Materials provided:
■ ■ ■

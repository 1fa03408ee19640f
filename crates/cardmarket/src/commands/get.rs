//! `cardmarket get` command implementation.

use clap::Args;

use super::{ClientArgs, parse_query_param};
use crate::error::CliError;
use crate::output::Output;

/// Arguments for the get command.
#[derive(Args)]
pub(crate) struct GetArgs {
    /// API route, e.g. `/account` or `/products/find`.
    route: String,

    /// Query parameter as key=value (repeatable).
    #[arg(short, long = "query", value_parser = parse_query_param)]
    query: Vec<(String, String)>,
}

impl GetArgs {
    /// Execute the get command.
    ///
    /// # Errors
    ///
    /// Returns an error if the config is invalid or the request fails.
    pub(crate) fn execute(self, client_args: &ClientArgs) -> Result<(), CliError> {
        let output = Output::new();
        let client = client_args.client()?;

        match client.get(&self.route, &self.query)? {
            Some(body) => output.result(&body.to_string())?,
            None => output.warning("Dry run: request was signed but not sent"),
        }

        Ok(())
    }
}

■ ■ ■

Action item: All that is wanted is the run of lines from the start of the data through the line containing "#[derive(Args)]", copied word for word.

Solution for this exercise:
repository 1fa03408ee19640f
filename crates/cardmarket/src/commands/get.rs
//! `cardmarket get` command implementation.

use clap::Args;

use super::{ClientArgs, parse_query_param};
use crate::error::CliError;
use crate::output::Output;

/// Arguments for the get command.
#[derive(Args)]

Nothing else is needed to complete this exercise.